I have to find $\tan^{-1}(2i)$.

Homework Equations

The Attempt at a Solution

So far I have $\tan^{-1}(2i)=z\iff tan z= 2i\iff \dfrac{sin z}{cos z}=2i$. From here I get that
$-3=e^{-2zi}$. I do no know how to take it further to get $z=i\dfrac{\ln 3}{2}+(\dfrac{\pi}{2}+\pi n)$. Should I use natural logarithms but the problem is that I have a $-3$ which won't allow me to take the natural log of both sides. Any help would be great thanks.

 

[haruspex]

I get that
$-3=e^{-2zi}$.

I get -(3+4i)/5 for that.

I have a $-3$ which won't allow me to take the natural log of both sides.

The log of a negative number is fine when complex answers are allowed.
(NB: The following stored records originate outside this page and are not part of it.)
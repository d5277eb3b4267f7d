//! Scoring Engine
//!
//! Stateless, deterministic scoring over `SessionMetrics`:
//!
//! ```text
//!   coverage   = steps_completed / total_steps            × 100
//!   efficiency = max(0, 1 − Δv_used / Δv_budget)           × 100
//!   safety     = e^(−0.2 · violations)                     × 100
//!   timing     = max(0, 1 − mean(|error|) / mean(window))  × 100   (100 if no samples)
//!
//!   total      = round( Σ dimension/100 · weight × 100 )
//! ```
//!
//! Live and final scores go through the same `calculate_score`, so the
//! projected score never jumps at completion.

pub mod achievements;

pub use achievements::{evaluate_achievements, AchievementContext, AchievementDefinition, ACHIEVEMENTS};

use crate::core::{Session, SessionMetrics};
use crate::error::{SimError, SimResult};
use serde::{Deserialize, Serialize};
use std::cmp::Ordering;

/// Tolerance on the weight sum.
pub const WEIGHT_TOLERANCE: f64 = 1e-6;

/// Safety decay per violation.
pub const SAFETY_DECAY: f64 = 0.2;

// ============================================================================
// Weights
// ============================================================================

#[derive(Debug, Clone, Copy, PartialEq, Serialize, Deserialize)]
#[serde(rename_all = "camelCase")]
pub struct ScoringWeights {
    pub coverage: f64,
    pub efficiency: f64,
    pub safety: f64,
    pub timing: f64,
}

impl Default for ScoringWeights {
    fn default() -> Self {
        Self {
            coverage: 0.4,
            efficiency: 0.3,
            safety: 0.2,
            timing: 0.1,
        }
    }
}

impl ScoringWeights {
    pub fn new(coverage: f64, efficiency: f64, safety: f64, timing: f64) -> SimResult<Self> {
        let weights = Self {
            coverage,
            efficiency,
            safety,
            timing,
        };
        weights.validate()?;
        Ok(weights)
    }

    pub fn sum(&self) -> f64 {
        self.coverage + self.efficiency + self.safety + self.timing
    }

    /// Weights must be non-negative and sum to 1.0.
    pub fn validate(&self) -> SimResult<()> {
        let parts = [self.coverage, self.efficiency, self.safety, self.timing];
        let sum = self.sum();
        if parts.iter().any(|w| !w.is_finite() || *w < 0.0) || (sum - 1.0).abs() > WEIGHT_TOLERANCE
        {
            return Err(SimError::InvalidWeights(sum));
        }
        Ok(())
    }
}

// ============================================================================
// Score
// ============================================================================

#[derive(Debug, Clone, PartialEq, Serialize, Deserialize)]
#[serde(rename_all = "camelCase")]
pub struct Score {
    pub coverage: f64,
    pub efficiency: f64,
    pub safety: f64,
    pub timing: f64,
    /// Unrounded weighted total.
    pub weighted: f64,
    pub total: u32,
    pub achievements: Vec<String>,
    pub metrics: SessionMetrics,
}

fn clamp_pct(value: f64) -> f64 {
    if value.is_nan() {
        0.0
    } else {
        value.clamp(0.0, 100.0)
    }
}

pub fn coverage_score(metrics: &SessionMetrics) -> f64 {
    if metrics.total_steps == 0 {
        return if metrics.completed { 100.0 } else { 0.0 };
    }
    clamp_pct(metrics.steps_completed as f64 / metrics.total_steps as f64 * 100.0)
}

pub fn efficiency_score(metrics: &SessionMetrics) -> f64 {
    let used = metrics.delta_v_used_ms;
    let budget = metrics.delta_v_budget_ms;
    if budget <= 0.0 {
        return if used <= 0.0 { 100.0 } else { 0.0 };
    }
    clamp_pct((1.0 - used / budget).max(0.0) * 100.0)
}

pub fn safety_score(metrics: &SessionMetrics) -> f64 {
    clamp_pct((-(metrics.alerts_triggered as f64) * SAFETY_DECAY).exp() * 100.0)
}

pub fn timing_score(metrics: &SessionMetrics) -> f64 {
    let samples = &metrics.timing_samples;
    if samples.is_empty() {
        return 100.0;
    }
    let n = samples.len() as f64;
    let avg_error = samples.iter().map(|s| s.error_s()).sum::<f64>() / n;
    let avg_window = samples.iter().map(|s| s.window_s).sum::<f64>() / n;
    if avg_window <= 0.0 {
        return if avg_error == 0.0 { 100.0 } else { 0.0 };
    }
    clamp_pct((1.0 - avg_error / avg_window).max(0.0) * 100.0)
}

/// Score a set of metrics. Deterministic for identical inputs.
pub fn calculate_score(metrics: &SessionMetrics, weights: &ScoringWeights) -> Score {
    let coverage = coverage_score(metrics);
    let efficiency = efficiency_score(metrics);
    let safety = safety_score(metrics);
    let timing = timing_score(metrics);

    let weighted = clamp_pct(
        (coverage / 100.0 * weights.coverage
            + efficiency / 100.0 * weights.efficiency
            + safety / 100.0 * weights.safety
            + timing / 100.0 * weights.timing)
            * 100.0,
    );

    let ctx = AchievementContext {
        metrics,
        coverage,
        efficiency,
        safety,
        timing,
        weighted,
    };

    Score {
        coverage,
        efficiency,
        safety,
        timing,
        weighted,
        total: weighted.round() as u32,
        achievements: evaluate_achievements(&ctx),
        metrics: metrics.clone(),
    }
}

/// Live projection of a session's score.
pub fn calculate_partial_score(session: &Session, weights: &ScoringWeights) -> Score {
    calculate_score(&session.metrics, weights)
}

/// Leaderboard order: `Less` means `a` ranks above `b`.
///
/// Higher total wins, then more achievements, then higher efficiency.
pub fn compare_scores(a: &Score, b: &Score) -> Ordering {
    b.total
        .cmp(&a.total)
        .then_with(|| b.achievements.len().cmp(&a.achievements.len()))
        .then_with(|| b.efficiency.total_cmp(&a.efficiency))
}

#[cfg(test)]
mod tests {
    use super::*;
    use crate::core::TimingSample;

    fn metrics() -> SessionMetrics {
        SessionMetrics {
            total_steps: 5,
            delta_v_budget_ms: 300.0,
            estimated_duration_s: 600.0,
            ..Default::default()
        }
    }

    #[test]
    fn test_efficiency_example() {
        let m = SessionMetrics {
            delta_v_used_ms: 150.0,
            ..metrics()
        };
        assert!((efficiency_score(&m) - 50.0).abs() < 1e-9);
    }

    #[test]
    fn test_safety_decay() {
        let mut m = metrics();
        assert_eq!(safety_score(&m), 100.0);

        m.alerts_triggered = 5;
        let safety = safety_score(&m);
        assert!((safety - 36.787944).abs() < 1e-4);
        assert_eq!(safety.round(), 37.0);
    }

    #[test]
    fn test_mid_session_weighted_total() {
        let m = SessionMetrics {
            steps_completed: 3,
            delta_v_used_ms: 60.0,
            alerts_triggered: 1,
            ..metrics()
        };
        let score = calculate_score(&m, &ScoringWeights::default());

        assert!((score.coverage - 60.0).abs() < 1e-9);
        assert!((score.efficiency - 80.0).abs() < 1e-9);
        assert!((score.safety - 81.873).abs() < 1e-3);
        assert_eq!(score.timing, 100.0);
        // 0.24 + 0.24 + 0.16375 + 0.10
        assert!((score.weighted - 74.375).abs() < 1e-2);
        assert_eq!(score.total, 74);
    }

    #[test]
    fn test_timing_uses_mean_error_over_mean_window() {
        let mut m = metrics();
        m.timing_samples = vec![
            TimingSample {
                actual_s: 70.0,
                optimal_s: 60.0,
                window_s: 40.0,
            },
            TimingSample {
                actual_s: 170.0,
                optimal_s: 180.0,
                window_s: 40.0,
            },
        ];
        assert!((timing_score(&m) - 75.0).abs() < 1e-9);

        m.timing_samples[0].actual_s = 500.0;
        assert_eq!(timing_score(&m), 0.0);
    }

    #[test]
    fn test_degenerate_budget_and_window() {
        let mut m = SessionMetrics::default();
        assert_eq!(efficiency_score(&m), 100.0);
        m.delta_v_used_ms = 1.0;
        assert_eq!(efficiency_score(&m), 0.0);

        m.timing_samples = vec![TimingSample {
            actual_s: 5.0,
            optimal_s: 5.0,
            window_s: 0.0,
        }];
        assert_eq!(timing_score(&m), 100.0);
        m.timing_samples[0].actual_s = 6.0;
        assert_eq!(timing_score(&m), 0.0);
    }

    #[test]
    fn test_dimensions_stay_in_range() {
        let m = SessionMetrics {
            steps_completed: 9,
            total_steps: 5,
            delta_v_used_ms: 900.0,
            delta_v_budget_ms: 300.0,
            alerts_triggered: 1_000,
            ..Default::default()
        };
        let score = calculate_score(&m, &ScoringWeights::default());
        for dim in [score.coverage, score.efficiency, score.safety, score.timing] {
            assert!((0.0..=100.0).contains(&dim));
        }
        assert!(score.total <= 100);
    }

    #[test]
    fn test_weights_must_sum_to_one() {
        assert!(ScoringWeights::new(0.25, 0.25, 0.25, 0.25).is_ok());
        assert!(matches!(
            ScoringWeights::new(0.5, 0.5, 0.5, 0.0),
            Err(SimError::InvalidWeights(_))
        ));
        assert!(ScoringWeights::new(1.2, -0.2, 0.0, 0.0).is_err());
        assert!(ScoringWeights::default().validate().is_ok());
    }

    #[test]
    fn test_compare_scores_ordering() {
        let base = calculate_score(&metrics(), &ScoringWeights::default());
        assert_eq!(compare_scores(&base, &base), Ordering::Equal);

        let mut better = base.clone();
        better.total += 1;
        assert_eq!(compare_scores(&better, &base), Ordering::Less);
        assert_eq!(compare_scores(&base, &better), Ordering::Greater);

        let mut decorated = base.clone();
        decorated.achievements.push("troubleshooter".into());
        assert_eq!(compare_scores(&decorated, &base), Ordering::Less);

        let mut thriftier = base.clone();
        thriftier.efficiency += 1.0;
        assert_eq!(compare_scores(&thriftier, &base), Ordering::Less);

        let mut board = vec![base.clone(), better.clone(), decorated.clone()];
        board.sort_by(compare_scores);
        assert_eq!(board[0].total, better.total);
    }

    #[test]
    fn test_partial_matches_final_formula() {
        let seed = crate::core::SessionSeed::new(
            "s-1".into(),
            "u-1".into(),
            crate::core::Difficulty::Beginner,
            crate::scenarios::create_scenario("leo-orbit-raise").unwrap(),
        );
        let engine =
            crate::engine::SimulationEngine::new(seed, &crate::config::SimConfig::default())
                .unwrap();
        let mut session = engine.session().clone();
        session.metrics.steps_completed = 2;
        let weights = ScoringWeights::default();

        let partial = calculate_partial_score(&session, &weights);
        let full = calculate_score(&session.metrics, &weights);
        assert_eq!(partial, full);
    }
}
It's only 0 that has no log in the complex plane.

 

[Curious3141]

Homework Statement

I have to find $\tan^{-1}(2i)$.

Homework Equations

The Attempt at a Solution

So far I have $\tan^{-1}(2i)=z\iff tan z= 2i\iff \dfrac{sin z}{cos z}=2i$. From here I get that
$-3=e^{-2zi}$.

The solution is as simple as using $\tan{ix} = itanh{x}$.

But you can use your method and do the algebra, it's just a little more work. Comes to the same answer.